(Saved data entries)
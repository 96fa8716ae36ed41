//! Width-aware text helpers shared by the card widgets

use unicode_width::{UnicodeWidthChar, UnicodeWidthStr};

/// Truncate `text` to at most `max_width` terminal columns, ending in `…`
///
/// Measures display width rather than chars so CJK and emoji titles never
/// spill past a card edge.
pub fn truncate_with_ellipsis(text: &str, max_width: usize) -> String {
    if text.width() <= max_width {
        return text.to_string();
    }
    if max_width == 0 {
        return String::new();
    }

    let budget = max_width - 1;
    let mut used = 0;
    let mut out = String::new();
    for c in text.chars() {
        let w = c.width().unwrap_or(0);
        if used + w > budget {
            break;
        }
        used += w;
        out.push(c);
    }
    out.push('…');
    out
}

/// Display width of `text` clamped to `u16`
pub fn display_width(text: &str) -> u16 {
    u16::try_from(text.width()).unwrap_or(u16::MAX)
}

#[cfg(test)]
mod tests {
    use super::*;

    #[test]
    fn test_short_text_unchanged() {
        assert_eq!(truncate_with_ellipsis("Mango", 10), "Mango");
        assert_eq!(truncate_with_ellipsis("Mango", 5), "Mango");
    }

    #[test]
    fn test_long_text_gets_ellipsis() {
        assert_eq!(truncate_with_ellipsis("Summer Mango Sale", 8), "Summer …");
        assert_eq!(truncate_with_ellipsis("Summer Mango Sale", 8).width(), 8);
    }

    #[test]
    fn test_wide_chars_respect_columns() {
        // Each of these is two columns wide
        let truncated = truncate_with_ellipsis("芒果芒果芒果", 6);
        assert!(truncated.width() <= 6);
        assert!(truncated.ends_with('…'));
    }

    #[test]
    fn test_zero_width() {
        assert_eq!(truncate_with_ellipsis("Mango", 0), "");
    }

    #[test]
    fn test_display_width() {
        assert_eq!(display_width("abc"), 3);
        assert_eq!(display_width("★★"), 2);
    }
}
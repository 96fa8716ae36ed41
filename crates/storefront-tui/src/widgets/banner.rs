//! Banner slide widget

use ratatui::{
    buffer::Buffer,
    layout::{Alignment, Rect},
    text::{Line, Span},
    widgets::{Paragraph, Widget},
};

use storefront_core::Banner;

use super::text::truncate_with_ellipsis;
use crate::theme::styles;

/// One banner, centered in its slot
pub struct BannerSlide<'a> {
    banner: &'a Banner,
}

impl<'a> BannerSlide<'a> {
    pub fn new(banner: &'a Banner) -> Self {
        Self { banner }
    }
}

impl Widget for BannerSlide<'_> {
    fn render(self, area: Rect, buf: &mut Buffer) {
        if area.height == 0 || area.width == 0 {
            return;
        }
        let width = area.width as usize;

        let mut lines = vec![Line::from(Span::styled(
            truncate_with_ellipsis(&self.banner.title, width),
            styles::title(),
        ))];
        if let Some(subtitle) = &self.banner.subtitle {
            lines.push(Line::from(Span::styled(
                truncate_with_ellipsis(subtitle, width),
                styles::text_secondary(),
            )));
        }
        if let Some(link) = &self.banner.link {
            lines.push(Line::from(Span::styled(
                truncate_with_ellipsis(&format!("→ {}", link), width),
                styles::accent(),
            )));
        }

        // Vertically center the slide
        let top = area.height.saturating_sub(lines.len() as u16) / 2;
        let body = Rect {
            y: area.y + top,
            height: area.height - top,
            ..area
        };
        Paragraph::new(lines)
            .alignment(Alignment::Center)
            .render(body, buf);
    }
}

PROBLEM TO WORK ON: The response has to match the data exactly, line for line.

ANSWER SECTION:
repository 96fa8716ae36ed41
//! Width-aware text helpers shared by the card widgets

use unicode_width::{UnicodeWidthChar, UnicodeWidthStr};

/// Truncate `text` to at most `max_width` terminal columns, ending in `…`
///
/// Measures display width rather than chars so CJK and emoji titles never
/// spill past a card edge.
pub fn truncate_with_ellipsis(text: &str, max_width: usize) -> String {
    if text.width() <= max_width {
        return text.to_string();
    }
    if max_width == 0 {
        return String::new();
    }

    let budget = max_width - 1;
    let mut used = 0;
    let mut out = String::new();
    for c in text.chars() {
        let w = c.width().unwrap_or(0);
        if used + w > budget {
            break;
        }
        used += w;
        out.push(c);
    }
    out.push('…');
    out
}

/// Display width of `text` clamped to `u16`
pub fn display_width(text: &str) -> u16 {
    u16::try_from(text.width()).unwrap_or(u16::MAX)
}

#[cfg(test)]
mod tests {
    use super::*;

    #[test]
    fn test_short_text_unchanged() {
        assert_eq!(truncate_with_ellipsis("Mango", 10), "Mango");
        assert_eq!(truncate_with_ellipsis("Mango", 5), "Mango");
    }

    #[test]
    fn test_long_text_gets_ellipsis() {
        assert_eq!(truncate_with_ellipsis("Summer Mango Sale", 8), "Summer …");
        assert_eq!(truncate_with_ellipsis("Summer Mango Sale", 8).width(), 8);
    }

    #[test]
    fn test_wide_chars_respect_columns() {
        // Each of these is two columns wide
        let truncated = truncate_with_ellipsis("芒果芒果芒果", 6);
        assert!(truncated.width() <= 6);
        assert!(truncated.ends_with('…'));
    }

    #[test]
    fn test_zero_width() {
        assert_eq!(truncate_with_ellipsis("Mango", 0), "");
    }

    #[test]
    fn test_display_width() {
        assert_eq!(display_width("abc"), 3);
        assert_eq!(display_width("★★"), 2);
    }
}
repository 96fa8716ae36ed41
filename crates/storefront-tui/src/widgets/banner.rs
//! Banner slide widget

use ratatui::{
    buffer::Buffer,
    layout::{Alignment, Rect},
    text::{Line, Span},
    widgets::{Paragraph, Widget},
};

use storefront_core::Banner;

use super::text::truncate_with_ellipsis;
use crate::theme::styles;

/// One banner, centered in its slot
pub struct BannerSlide<'a> {
    banner: &'a Banner,
}

impl<'a> BannerSlide<'a> {
    pub fn new(banner: &'a Banner) -> Self {
        Self { banner }
    }
}

impl Widget for BannerSlide<'_> {
    fn render(self, area: Rect, buf: &mut Buffer) {
        if area.height == 0 || area.width == 0 {
            return;
        }
        let width = area.width as usize;

        let mut lines = vec![Line::from(Span::styled(
            truncate_with_ellipsis(&self.banner.title, width),
            styles::title(),
        ))];
        if let Some(subtitle) = &self.banner.subtitle {
            lines.push(Line::from(Span::styled(
                truncate_with_ellipsis(subtitle, width),
                styles::text_secondary(),
            )));
        }
        if let Some(link) = &self.banner.link {
            lines.push(Line::from(Span::styled(
                truncate_with_ellipsis(&format!("→ {}", link), width),
                styles::accent(),
            )));
        }

        // Vertically center the slide
        let top = area.height.saturating_sub(lines.len() as u16) / 2;
        let body = Rect {
            y: area.y + top,
            height: area.height - top,
            ..area
        };
        Paragraph::new(lines)
            .alignment(Alignment::Center)
            .render(body, buf);
    }
}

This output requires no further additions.